> _Exercise goal_
For the records below, report how many lines include "like", with no accompanying text.

Source records
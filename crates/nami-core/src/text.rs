//! Small casing helpers shared by name registration and title addressing.

/// Uppercase the first letter of every run of letters and lowercase the rest.
///
/// Any non-letter character starts a new run, so `"o'neil"` becomes
/// `"O'Neil"` and `"r2d2"` becomes `"R2D2"`.
pub fn title_case(input: &str) -> String {
    let mut out = String::with_capacity(input.len());
    let mut in_word = false;
    for c in input.chars() {
        if c.is_alphabetic() {
            if in_word {
                out.extend(c.to_lowercase());
            } else {
                out.extend(c.to_uppercase());
            }
            in_word = true;
        } else {
            out.push(c);
            in_word = false;
        }
    }
    out
}

/// Uppercase the first character and lowercase everything after it.
pub fn capitalize(input: &str) -> String {
    let mut chars = input.chars();
    match chars.next() {
        Some(first) => first
            .to_uppercase()
            .chain(chars.flat_map(char::to_lowercase))
            .collect(),
        None => String::new(),
    }
}

#[cfg(test)]
mod tests {
    use super::*;

    #[test]
    fn test_title_case_words() {
        assert_eq!(title_case("quantum physics"), "Quantum Physics");
        assert_eq!(title_case("ALICE"), "Alice");
        assert_eq!(title_case("o'neil"), "O'Neil");
        assert_eq!(title_case("r2d2"), "R2D2");
        assert_eq!(title_case(""), "");
    }

    #[test]
    fn test_title_case_unicode() {
        assert_eq!(title_case("élodie"), "Élodie");
    }

    #[test]
    fn test_capitalize() {
        assert_eq!(capitalize("leonardo DA vinci"), "Leonardo da vinci");
        assert_eq!(capitalize("x"), "X");
        assert_eq!(capitalize(""), "");
    }
}
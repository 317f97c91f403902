use nami_core::{LookupResult, NamiError};
use thiserror::Error;

/// Failures talking to the MediaWiki API.
#[derive(Debug, Error)]
pub enum WikiError {
    #[error("invalid source configuration: {0}")]
    InvalidConfig(String),

    #[error("Wikipedia returned HTTP {status}")]
    Status { status: u16 },

    #[error("request failed: {0}")]
    Transport(String),

    #[error("could not decode response: {0}")]
    Decode(String),

    #[error("API error {code}: {info}")]
    Api { code: String, info: String },
}

impl From<ureq::Error> for WikiError {
    fn from(err: ureq::Error) -> Self {
        match err {
            ureq::Error::Status(status, _) => WikiError::Status { status },
            ureq::Error::Transport(transport) => WikiError::Transport(transport.to_string()),
        }
    }
}

impl From<serde_json::Error> for WikiError {
    fn from(err: serde_json::Error) -> Self {
        WikiError::Decode(err.to_string())
    }
}

impl From<std::io::Error> for WikiError {
    fn from(err: std::io::Error) -> Self {
        WikiError::Decode(err.to_string())
    }
}

impl From<WikiError> for NamiError {
    fn from(err: WikiError) -> Self {
        NamiError::Source(err.to_string())
    }
}

impl From<WikiError> for LookupResult {
    fn from(err: WikiError) -> Self {
        LookupResult::SourceError {
            message: err.to_string(),
        }
    }
}
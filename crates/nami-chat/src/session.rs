//! Per-conversation state: who the user is, how many lookups ran, and the
//! ordered transcript.

use crate::types::{Role, SessionStats, TranscriptEntry};

/// Mutable state of a single conversation.
///
/// Owned by exactly one `ResponseEngine`; never shared between conversations.
#[derive(Debug, Clone)]
pub struct SessionState {
    display_name: String,
    search_count: u32,
    transcript: Vec<TranscriptEntry>,
}

impl SessionState {
    pub fn new(default_user_name: impl Into<String>) -> Self {
        Self {
            display_name: default_user_name.into(),
            search_count: 0,
            transcript: Vec::new(),
        }
    }

    pub fn display_name(&self) -> &str {
        &self.display_name
    }

    pub fn set_display_name(&mut self, name: impl Into<String>) {
        self.display_name = name.into();
    }

    pub fn search_count(&self) -> u32 {
        self.search_count
    }

    /// Count one lookup attempt and return its 1-based ordinal.
    pub fn record_search(&mut self) -> u32 {
        self.search_count = self.search_count.saturating_add(1);
        self.search_count
    }

    pub fn push(&mut self, role: Role, text: impl Into<String>) {
        self.transcript.push(TranscriptEntry::new(role, text));
    }

    pub fn transcript(&self) -> &[TranscriptEntry] {
        &self.transcript
    }

    /// Drop the transcript and reset the search counter. The display name stays.
    pub fn clear(&mut self) {
        self.transcript.clear();
        self.search_count = 0;
    }

    pub fn stats(&self, bot_name: &str) -> SessionStats {
        SessionStats {
            search_count: self.search_count,
            transcript_length: self.transcript.len(),
            bot_name: bot_name.to_string(),
            display_name: self.display_name.clone(),
        }
    }
}

impl Default for SessionState {
    fn default() -> Self {
        Self::new("User")
    }
}
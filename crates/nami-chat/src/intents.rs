//! Small-talk intents.
//!
//! An ordered table of word-boundary patterns, each with a handful of reply
//! templates. The first pattern that matches anywhere in the input wins.

use regex::Regex;

use crate::error::ChatError;
use crate::picker::{choose, ReplyPicker};
use crate::response::{render_template, ReplyContext};

/// Static description of one intent, compiled into an [`Intent`].
#[derive(Debug, Clone, Copy)]
pub struct IntentDef {
    pub name: &'static str,
    pub pattern: &'static str,
    pub templates: &'static [&'static str],
}

/// The built-in intents, in match order.
pub static STANDARD_INTENTS: &[IntentDef] = &[
    IntentDef {
        name: "greeting",
        pattern: r"\b(hi|hello|hey|greetings)\b",
        templates: &[
            "Hello! I'm {bot}, your Wikipedia research assistant! What would you like to learn about today?",
            "Hi there! I'm {bot}. I can search Wikipedia documents for you!",
            "Hello! I'm {bot}! Ask me anything and I'll find the information in Wikipedia documents!",
        ],
    },
    IntentDef {
        name: "wellbeing",
        pattern: r"\b(how are you|how do you do)\b",
        templates: &[
            "I'm doing great! Ready to search Wikipedia documents for you, {user}!",
            "I'm functioning perfectly! What topic would you like me to research?",
            "All systems operational! I'm ready to help you find information in Wikipedia documents!",
        ],
    },
    IntentDef {
        name: "identity",
        pattern: r"\b(what is your name|who are you)\b",
        templates: &[
            "My name is {bot}! I'm a Wikipedia document research assistant.",
            "I'm {bot}, your friendly Wikipedia document explorer.",
            "You can call me {bot}! I help people find information in Wikipedia documents.",
        ],
    },
    IntentDef {
        name: "farewell",
        pattern: r"\b(bye|goodbye|see you|exit|quit)\b",
        templates: &[
            "Goodbye! It was nice helping you research Wikipedia documents, {user}!",
            "See you later! Feel free to come back for more Wikipedia knowledge!",
            "Take care! Wikipedia documents are always here when you need information!",
        ],
    },
    IntentDef {
        name: "thanks",
        pattern: r"\b(thank you|thanks)\b",
        templates: &[
            "You're welcome! Wikipedia documents have so much knowledge to share.",
            "My pleasure! I love helping people discover information in Wikipedia documents.",
            "Glad I could help! Wikipedia is an amazing resource for learning.",
        ],
    },
    IntentDef {
        name: "time",
        pattern: r"\b(what time|current time)\b",
        templates: &[
            "The current time is {time}",
            "It's {time_12h} right now",
            "Current time: {time}",
        ],
    },
    IntentDef {
        name: "date",
        pattern: r"\b(what date|today|date)\b",
        templates: &[
            "Today is {date_long}",
            "The date is {date_numeric}",
            "Today: {date_short}",
        ],
    },
    IntentDef {
        name: "help",
        pattern: r"\b(help|what can you do)\b",
        templates: &[
            "I can search Wikipedia documents for any topic! Just ask me about anything - people, places, events, concepts, etc.",
            "I'm a Wikipedia document chatbot! Ask me about any topic and I'll find the information for you.",
            "I can help you learn about anything by searching Wikipedia documents. Just ask me a question!",
        ],
    },
    IntentDef {
        name: "wikipedia",
        pattern: r"\b(wikipedia|wiki)\b",
        templates: &[
            "Wikipedia is a free online encyclopedia with millions of documents! I can search it for you.",
            "Wikipedia is one of the largest knowledge bases in the world. What would you like to know?",
            "Wikipedia documents have information on almost everything! What topic interests you?",
        ],
    },
    IntentDef {
        name: "search_count",
        pattern: r"\b(search count|how many searches)\b",
        templates: &[
            "I've performed {search_count} Wikipedia searches so far in this session!",
            "Current search count: {search_count} Wikipedia document searches.",
            "I've searched Wikipedia documents {search_count} times for you!",
        ],
    },
];

/// Clarification prompts used when nothing else matches.
pub static DEFAULT_FALLBACKS: &[&str] = &[
    "I'm not sure I understand. Could you ask me about a specific topic to search in Wikipedia documents?",
    "Interesting! Let me search Wikipedia documents for that. Could you be more specific?",
    "I'm here to help you find information in Wikipedia documents. What would you like to learn about?",
    "That's an interesting question! Let me search Wikipedia documents for you. Could you rephrase it?",
    "I can search Wikipedia documents for almost anything! What topic would you like to explore?",
];

// =============================================================================
// IntentTable
// =============================================================================

/// A compiled intent.
#[derive(Debug, Clone)]
pub struct Intent {
    pub name: String,
    pub regex: Regex,
    pub templates: Vec<String>,
}

/// Ordered, immutable set of intents plus the fallback prompts.
#[derive(Debug, Clone)]
pub struct IntentTable {
    intents: Vec<Intent>,
    fallbacks: Vec<String>,
}

impl IntentTable {
    /// The built-in table.
    pub fn standard() -> Result<Self, ChatError> {
        Self::from_defs(STANDARD_INTENTS, DEFAULT_FALLBACKS)
    }

    /// Compile `defs` in order. Patterns are matched case-insensitively.
    pub fn from_defs(defs: &[IntentDef], fallbacks: &[&str]) -> Result<Self, ChatError> {
        let mut intents = Vec::with_capacity(defs.len());
        for def in defs {
            if def.templates.is_empty() {
                return Err(ChatError::EmptyTemplates(def.name.to_string()));
            }
            let regex =
                Regex::new(&format!("(?i){}", def.pattern)).map_err(|e| {
                    ChatError::InvalidPattern {
                        pattern: def.pattern.to_string(),
                        reason: e.to_string(),
                    }
                })?;
            intents.push(Intent {
                name: def.name.to_string(),
                regex,
                templates: def.templates.iter().map(|t| t.to_string()).collect(),
            });
        }

        if fallbacks.is_empty() {
            return Err(ChatError::EmptyTemplates("fallback".to_string()));
        }

        Ok(Self {
            intents,
            fallbacks: fallbacks.iter().map(|f| f.to_string()).collect(),
        })
    }

    /// Index of the first intent whose pattern occurs anywhere in `text`.
    pub fn find(&self, text: &str) -> Option<usize> {
        self.intents.iter().position(|i| i.regex.is_match(text))
    }

    pub fn get(&self, index: usize) -> Option<&Intent> {
        self.intents.get(index)
    }

    pub fn fallbacks(&self) -> &[String] {
        &self.fallbacks
    }

    pub fn len(&self) -> usize {
        self.intents.len()
    }

    pub fn is_empty(&self) -> bool {
        self.intents.is_empty()
    }

    pub fn iter(&self) -> impl Iterator<Item = &Intent> {
        self.intents.iter()
    }
}

// =============================================================================
// IntentMatcher
// =============================================================================

/// Picks and renders replies from an [`IntentTable`].
#[derive(Debug, Clone)]
pub struct IntentMatcher {
    table: IntentTable,
}

impl IntentMatcher {
    pub fn new(table: IntentTable) -> Self {
        Self { table }
    }

    pub fn table(&self) -> &IntentTable {
        &self.table
    }

    /// Render a randomly chosen template of the intent at `index`.
    pub fn render(
        &self,
        index: usize,
        ctx: &ReplyContext<'_>,
        picker: &mut dyn ReplyPicker,
    ) -> Option<String> {
        let intent = self.table.get(index)?;
        let template = choose(picker, &intent.templates)?;
        Some(render_template(template, ctx))
    }

    /// A clarification prompt.
    pub fn fallback(&self, ctx: &ReplyContext<'_>, picker: &mut dyn ReplyPicker) -> String {
        choose(picker, self.table.fallbacks())
            .map(|f| render_template(f, ctx))
            .unwrap_or_default()
    }
}

// =============================================================================
// Tests
// =============================================================================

> _Your response_
5